OBJECTIVES FOR INTERACTIVE SYSTEMS I • Determine their understanding of terms in the interface • Understand the cause of errors or misinterpretations • Determining missing functionality or user requirements
OBJECTIVES FOR INTERACTIVE SYSTEMS II • Determining reactions to and utility of features • Determine the utility of a metaphor for learning • Determining the utility of help and guidance
PROTOCOL ANALYSIS ADVANTAGES • A lot less effort than other approaches. • Can be done with prototype or mockup before any coding. • Learning how user approaches task • Finding major mistakes in design • Can learn attitude • Rapid feedback from small samples • Also useful for understanding user task
PROTOCOL ANALYSIS REQUIREMENTS • Subjects must be representative • Three subjects for each distinctive type of user and for each different set of tasks • Instructions simple • Observe only
PROTOCOL ANALYSIS QUESTIONS • Can ask/say: • Please explain your choice. • What are you thinking? • What does that term mean? • Should not ask: • Why did you do that? • What does “append” do? • Have physical signal for interrupt
PROTOCOL ANALYSIS: HOW TO I • A one page explanation to the subject • Set of written tasks in user terms • Subject should only spend 40-60 minutes. • Categorization scheme for recording • Tape record their verbalizations
PROTOCOL ANALYSIS HOW TO II • Retrospective questionnaire for end • Retention of major concepts • Perceived utility of features/functionality • Do not try to test everything • At least three subjects on same task • Be specific about user explaining choice they are about to make
UTILITY OF MOCK UP • Ease of understanding (current knowledge) • Ambiguity in terms • Confusion generation • Loss of continuity • Developing on line help • Marketing and acceptance
UTILITY OF WORKING SYSTEM • Ease of learning (new knowledge) • Error impact & Utility of feedback • Ease of exploration • Realistic task execution • Developing final user documentation • Utility of new features (beyond current system)

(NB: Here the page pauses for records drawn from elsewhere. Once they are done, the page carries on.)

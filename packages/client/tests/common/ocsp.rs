//! Wire-level OCSP response construction for tests
//!
//! Responses are assembled from x509-ocsp structures and optionally signed
//! for real with the issuing CA's P-256 key, so the client's signature
//! verification path is exercised end to end.

#![allow(dead_code)]

use std::time::{Duration, SystemTime, UNIX_EPOCH};

use der::asn1::{BitString, GeneralizedTime, Null, ObjectIdentifier, OctetString};
use der::Encode;
use ring::rand::SystemRandom;
use ring::signature::{EcdsaKeyPair, ECDSA_P256_SHA256_ASN1_SIGNING};
use revoq_client::ocsp::CertIdDigest;
use x509_cert::ext::Extension;
use x509_cert::spki::AlgorithmIdentifierOwned;
use x509_ocsp::{
    BasicOcspResponse, CertStatus, OcspGeneralizedTime, OcspResponse, OcspResponseStatus,
    ResponderId, ResponseBytes, ResponseData, SingleResponse, Version,
};

use super::TestCa;

pub const OID_OCSP_BASIC: &str = "1.3.6.1.5.5.7.48.1.1";
pub const OID_OCSP_NONCE: &str = "1.3.6.1.5.5.7.48.1.2";
pub const OID_ECDSA_SHA256: &str = "1.2.840.10045.4.3.2";

/// Everything a test needs to vary about a responder's answer
pub struct ResponseSpec {
    pub cert_status: CertStatus,
    pub this_update_offset: i64,
    pub next_update_offset: Option<i64>,
    pub produced_at_offset: i64,
    pub nonce: Option<Vec<u8>>,
}

impl ResponseSpec {
    pub fn good() -> Self {
        Self {
            cert_status: CertStatus::Good(Null),
            this_update_offset: -60,
            next_update_offset: Some(3600),
            produced_at_offset: -30,
            nonce: None,
        }
    }
}

pub fn gtime(offset_secs: i64) -> OcspGeneralizedTime {
    let now = SystemTime::now()
        .duration_since(UNIX_EPOCH)
        .unwrap()
        .as_secs() as i64;
    let at = Duration::from_secs((now + offset_secs) as u64);
    OcspGeneralizedTime(GeneralizedTime::from_unix_duration(at).unwrap())
}

/// Wire CertId mirroring a request's digest
pub fn wire_cert_id(digest: &CertIdDigest) -> x509_ocsp::CertId {
    x509_ocsp::CertId {
        hash_algorithm: AlgorithmIdentifierOwned {
            oid: ObjectIdentifier::new(digest.hash_alg.oid()).unwrap(),
            parameters: None,
        },
        issuer_name_hash: OctetString::new(digest.issuer_name_hash.clone()).unwrap(),
        issuer_key_hash: OctetString::new(digest.issuer_key_hash.clone()).unwrap(),
        serial_number: x509_cert::serial_number::SerialNumber::new(&digest.serial).unwrap(),
    }
}

/// Assemble a successful OCSP response for `cert_id`. When `signer` is
/// given the response carries a real ECDSA signature over tbsResponseData;
/// otherwise the signature bytes are garbage.
pub fn build_response_der(
    cert_id: &CertIdDigest,
    spec: &ResponseSpec,
    signer: Option<&TestCa>,
) -> Vec<u8> {
    build_response_wire(wire_cert_id(cert_id), spec, signer)
}

/// Same as `build_response_der` but echoing a wire CertId verbatim, as a
/// real responder would
pub fn build_response_wire(
    cert_id: x509_ocsp::CertId,
    spec: &ResponseSpec,
    signer: Option<&TestCa>,
) -> Vec<u8> {
    build_response_full(cert_id, spec, signer.map(|ca| &ca.key), &[])
}

/// Fully parameterized variant: any signing key and any embedded
/// certificates (for delegated responder scenarios)
pub fn build_response_full(
    cert_id: x509_ocsp::CertId,
    spec: &ResponseSpec,
    signing_key: Option<&rcgen::KeyPair>,
    embedded_cert_der: &[Vec<u8>],
) -> Vec<u8> {
    let single = SingleResponse {
        cert_id,
        cert_status: spec.cert_status.clone(),
        this_update: gtime(spec.this_update_offset),
        next_update: spec.next_update_offset.map(gtime),
        single_extensions: None,
    };

    let response_extensions = spec.nonce.as_ref().map(|nonce| {
        vec![Extension {
            extn_id: ObjectIdentifier::new_unwrap(OID_OCSP_NONCE),
            critical: false,
            extn_value: OctetString::new(nonce.clone()).unwrap(),
        }]
    });

    let tbs_response_data = ResponseData {
        version: Version::V1,
        responder_id: ResponderId::ByKey(OctetString::new(vec![0u8; 20]).unwrap()),
        produced_at: gtime(spec.produced_at_offset),
        responses: vec![single],
        response_extensions,
    };

    let signature = match signing_key {
        Some(key) => sign_with(key, &tbs_response_data.to_der().unwrap()),
        None => vec![0u8; 8],
    };

    let certs = if embedded_cert_der.is_empty() {
        None
    } else {
        Some(
            embedded_cert_der
                .iter()
                .map(|der_bytes| {
                    use der::Decode;
                    x509_cert::Certificate::from_der(der_bytes).unwrap()
                })
                .collect(),
        )
    };

    let basic = BasicOcspResponse {
        tbs_response_data,
        signature_algorithm: AlgorithmIdentifierOwned {
            oid: ObjectIdentifier::new_unwrap(OID_ECDSA_SHA256),
            parameters: None,
        },
        signature: BitString::from_bytes(&signature).unwrap(),
        certs,
    };

    let response = OcspResponse {
        response_status: OcspResponseStatus::Successful,
        response_bytes: Some(ResponseBytes {
            response_type: ObjectIdentifier::new_unwrap(OID_OCSP_BASIC),
            response: OctetString::new(basic.to_der().unwrap()).unwrap(),
        }),
    };
    response.to_der().unwrap()
}

/// A non-successful response (no body)
pub fn error_response_der(status: OcspResponseStatus) -> Vec<u8> {
    OcspResponse {
        response_status: status,
        response_bytes: None,
    }
    .to_der()
    .unwrap()
}

/// ECDSA P-256 signature with an rcgen-generated key
pub fn sign_with(key: &rcgen::KeyPair, message: &[u8]) -> Vec<u8> {
    let rng = SystemRandom::new();
    let pkcs8 = key.serialize_der();
    let key_pair = EcdsaKeyPair::from_pkcs8(&ECDSA_P256_SHA256_ASN1_SIGNING, &pkcs8, &rng).unwrap();
    key_pair.sign(&rng, message).unwrap().as_ref().to_vec()
}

BASIC QUESTIONS I • Do the terms used on the screen mean to the subject what the designer thought they would mean? • Do the alternatives presented at that point in the interaction include what the subject wishes to do? • Is the help material or the system messages understandable or relevant to the needs of the user?
BASIC QUESTIONS II • Does the subject have difficulty locating or perceiving things on the particular screen? • Does the subject utilize the sequences of operations that the designer expected to be utilized in accomplishing a given task? • Can the user utilize the interface metaphor for learning the system? • What type of errors is the user making and why?